Supplied information: Begin
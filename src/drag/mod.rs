//! Drag-and-drop reordering over a vertically stacked list.
//!
//! A drag gesture is a stream of hover ticks. Each tick is checked against
//! the hovered slot's vertical midpoint and, once the pointer has crossed it
//! in the direction of travel, turned into a single [`Reorder::move_block`]
//! call. The engine keeps tracking the dragged block by its *current*
//! position, so after every accepted move the tracked index is the hovered
//! index.

use crate::blocks::{BlockError, Reorder};

/// Vertical extent of a drop target, in the same units as the pointer.
#[derive(Debug, Clone, Copy, PartialEq)]
pub struct Bounds {
    pub top: f32,
    pub bottom: f32,
}

impl Bounds {
    pub const fn new(top: f32, bottom: f32) -> Self {
        Self { top, bottom }
    }

    /// Half of the box's own height.
    ///
    /// This is relative to `top`, not an absolute coordinate; it is compared
    /// against the pointer offset from `top`.
    pub fn middle_offset(&self) -> f32 {
        (self.bottom - self.top) / 2.0
    }
}

/// Something that can be picked up; carries its current index.
pub trait Draggable {
    fn drag_index(&self) -> usize;
}

/// Something that receives hover ticks and can report its geometry.
pub trait DropTarget {
    fn drop_index(&self) -> usize;

    /// `None` when the target is not currently measured (e.g. off screen).
    fn bounds(&self) -> Option<Bounds>;
}

#[derive(Debug, Clone, Copy, PartialEq, Eq, Default)]
pub enum DragState {
    #[default]
    Idle,
    Dragging {
        index: usize,
    },
}

/// What a single hover tick did.
#[derive(Debug, Clone, Copy, PartialEq, Eq)]
pub enum HoverOutcome {
    /// No gesture in progress.
    Idle,
    /// Hovering the slot the dragged block already occupies.
    SameSlot,
    /// Target geometry or pointer position missing this tick.
    NoGeometry,
    /// Pointer has not crossed the midpoint in the direction of travel yet.
    Suppressed,
    /// The dragged block was moved.
    Moved { from: usize, to: usize },
}

impl HoverOutcome {
    pub const fn moved(self) -> bool {
        matches!(self, Self::Moved { .. })
    }
}

#[derive(Debug, Clone, Default)]
pub struct DragEngine {
    state: DragState,
}

impl DragEngine {
    pub fn new() -> Self {
        Self::default()
    }

    pub const fn state(&self) -> DragState {
        self.state
    }

    pub const fn is_dragging(&self) -> bool {
        matches!(self.state, DragState::Dragging { .. })
    }

    /// Current position of the dragged block, if a gesture is active.
    pub const fn dragged_index(&self) -> Option<usize> {
        match self.state {
            DragState::Dragging { index } => Some(index),
            DragState::Idle => None,
        }
    }

    /// Pick up `source`. Restarts the gesture if one is already active.
    pub fn begin(&mut self, source: &impl Draggable) {
        let index = source.drag_index();
        tracing::debug!(index, "drag started");
        self.state = DragState::Dragging { index };
    }

    /// Process one hover tick over `target` with the pointer at `pointer_y`.
    ///
    /// # Errors
    ///
    /// Propagates a [`BlockError`] from the store; the tracked index is left
    /// as it was.
    pub fn hover(
        &mut self,
        target: &impl DropTarget,
        pointer_y: Option<f32>,
        store: &mut impl Reorder,
    ) -> Result<HoverOutcome, BlockError> {
        let DragState::Dragging { index: dragged } = self.state else {
            return Ok(HoverOutcome::Idle);
        };
        let hovered = target.drop_index();
        if dragged == hovered {
            return Ok(HoverOutcome::SameSlot);
        }
        let (Some(bounds), Some(pointer_y)) = (target.bounds(), pointer_y) else {
            return Ok(HoverOutcome::NoGeometry);
        };

        let hover_middle_y = bounds.middle_offset();
        let hover_client_y = pointer_y - bounds.top;

        if dragged < hovered && hover_client_y < hover_middle_y {
            return Ok(HoverOutcome::Suppressed);
        }
        if dragged > hovered && hover_client_y > hover_middle_y {
            return Ok(HoverOutcome::Suppressed);
        }

        store.move_block(dragged, hovered)?;
        self.state = DragState::Dragging { index: hovered };
        tracing::trace!(from = dragged, to = hovered, "drag reorder");
        Ok(HoverOutcome::Moved {
            from: dragged,
            to: hovered,
        })
    }

    /// End the gesture. Moves already made stay.
    pub fn drop_gesture(&mut self) {
        if let DragState::Dragging { index } = self.state {
            tracing::debug!(index, "drag dropped");
        }
        self.state = DragState::Idle;
    }

    /// Abandon the gesture. Same as dropping: nothing to roll back.
    pub fn cancel(&mut self) {
        if let DragState::Dragging { index } = self.state {
            tracing::debug!(index, "drag cancelled");
        }
        self.state = DragState::Idle;
    }
}

#[cfg(test)]
mod tests {
    use super::*;
    use crate::blocks::{Block, BlockStore};

    /// A list slot with fixed geometry.
    struct Slot {
        index: usize,
        bounds: Option<Bounds>,
    }

    impl Slot {
        fn at(index: usize, top: f32, bottom: f32) -> Self {
            Self {
                index,
                bounds: Some(Bounds::new(top, bottom)),
            }
        }
    }

    impl Draggable for Slot {
        fn drag_index(&self) -> usize {
            self.index
        }
    }

    impl DropTarget for Slot {
        fn drop_index(&self) -> usize {
            self.index
        }

        fn bounds(&self) -> Option<Bounds> {
            self.bounds
        }
    }

    #[derive(Default)]
    struct RecordingStore {
        moves: Vec<(usize, usize)>,
    }

    impl Reorder for RecordingStore {
        fn move_block(&mut self, from: usize, to: usize) -> Result<(), BlockError> {
            self.moves.push((from, to));
            Ok(())
        }
    }

    fn dragging(index: usize) -> DragEngine {
        let mut engine = DragEngine::new();
        engine.begin(&Slot::at(index, 0.0, 10.0));
        engine
    }

    #[test]
    fn test_middle_offset_is_height_relative() {
        let bounds = Bounds::new(100.0, 140.0);
        assert!((bounds.middle_offset() - 20.0).abs() < f32::EPSILON);
    }

    #[test]
    fn test_hover_while_idle_is_ignored() {
        let mut engine = DragEngine::new();
        let mut store = RecordingStore::default();
        let outcome = engine
            .hover(&Slot::at(1, 10.0, 20.0), Some(19.0), &mut store)
            .unwrap();
        assert_eq!(outcome, HoverOutcome::Idle);
        assert!(store.moves.is_empty());
    }

    #[test]
    fn test_downward_hover_before_midpoint_is_suppressed() {
        let mut engine = dragging(0);
        let mut store = RecordingStore::default();
        // slot 2 spans 20..30, midpoint offset 5; pointer offset 4
        let outcome = engine
            .hover(&Slot::at(2, 20.0, 30.0), Some(24.0), &mut store)
            .unwrap();
        assert_eq!(outcome, HoverOutcome::Suppressed);
        assert!(store.moves.is_empty());
        assert_eq!(engine.dragged_index(), Some(0));
    }

    #[test]
    fn test_downward_hover_at_midpoint_moves_once() {
        let mut engine = dragging(0);
        let mut store = RecordingStore::default();
        let outcome = engine
            .hover(&Slot::at(2, 20.0, 30.0), Some(25.0), &mut store)
            .unwrap();
        assert_eq!(outcome, HoverOutcome::Moved { from: 0, to: 2 });
        assert_eq!(store.moves, [(0, 2)]);
        assert_eq!(engine.dragged_index(), Some(2));
    }

    #[test]
    fn test_upward_hover_past_midpoint_is_suppressed() {
        let mut engine = dragging(3);
        let mut store = RecordingStore::default();
        let outcome = engine
            .hover(&Slot::at(1, 10.0, 20.0), Some(16.0), &mut store)
            .unwrap();
        assert_eq!(outcome, HoverOutcome::Suppressed);

        let outcome = engine
            .hover(&Slot::at(1, 10.0, 20.0), Some(15.0), &mut store)
            .unwrap();
        assert_eq!(outcome, HoverOutcome::Moved { from: 3, to: 1 });
        assert_eq!(engine.dragged_index(), Some(1));
    }

    #[test]
    fn test_hovering_own_slot_never_moves() {
        let mut engine = dragging(1);
        let mut store = RecordingStore::default();
        for _ in 0..2 {
            let outcome = engine
                .hover(&Slot::at(1, 10.0, 20.0), Some(19.0), &mut store)
                .unwrap();
            assert_eq!(outcome, HoverOutcome::SameSlot);
        }
        assert!(store.moves.is_empty());
    }

    #[test]
    fn test_missing_geometry_is_a_noop() {
        let mut engine = dragging(0);
        let mut store = RecordingStore::default();
        let unmeasured = Slot {
            index: 1,
            bounds: None,
        };
        assert_eq!(
            engine.hover(&unmeasured, Some(5.0), &mut store).unwrap(),
            HoverOutcome::NoGeometry
        );
        assert_eq!(
            engine
                .hover(&Slot::at(1, 10.0, 20.0), None, &mut store)
                .unwrap(),
            HoverOutcome::NoGeometry
        );
        assert!(store.moves.is_empty());
        assert!(engine.is_dragging());
    }

    #[test]
    fn test_repeat_tick_after_move_hits_same_slot() {
        let mut engine = dragging(0);
        let mut store = RecordingStore::default();
        let target = Slot::at(1, 10.0, 20.0);
        assert!(engine.hover(&target, Some(18.0), &mut store).unwrap().moved());
        assert_eq!(
            engine.hover(&target, Some(18.0), &mut store).unwrap(),
            HoverOutcome::SameSlot
        );
        assert_eq!(store.moves.len(), 1);
    }

    #[test]
    fn test_drop_and_cancel_return_to_idle() {
        let mut engine = dragging(2);
        engine.drop_gesture();
        assert_eq!(engine.state(), DragState::Idle);

        let mut engine = dragging(2);
        engine.cancel();
        assert_eq!(engine.dragged_index(), None);
    }

    #[test]
    fn test_store_error_keeps_tracked_index() {
        let mut engine = dragging(5);
        let mut store = BlockStore::new();
        let err = engine
            .hover(&Slot::at(0, 0.0, 10.0), Some(0.0), &mut store)
            .unwrap_err();
        assert_eq!(err, BlockError::IndexOutOfRange { index: 5, len: 1 });
        assert_eq!(engine.dragged_index(), Some(5));
    }

    #[test]
    fn test_gesture_walks_block_down_the_store() {
        let tags = ["a", "b", "c", "d"];
        let mut store = BlockStore::from_blocks(
            tags.iter()
                .map(|t| Block {
                    text: (*t).to_string(),
                    ..Block::default()
                })
                .collect(),
        );
        let mut engine = dragging(0);
        // slots are 4 rows tall, stacked from row 0
        for (index, pointer) in [(1, 6.0), (2, 10.0), (3, 14.0)] {
            let top = index as f32 * 4.0;
            let slot = Slot::at(index, top, top + 4.0);
            assert!(engine.hover(&slot, Some(pointer), &mut store).unwrap().moved());
        }
        engine.drop_gesture();

        let order: Vec<_> = store.iter().map(|b| b.text.as_str()).collect();
        assert_eq!(order, ["b", "c", "d", "a"]);
    }
}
Supplied information: End
Look for the string "list" in the entries above. Copy every line that has it.

//! Drag-and-drop reordering over a vertically stacked list.
    /// A list slot with fixed geometry.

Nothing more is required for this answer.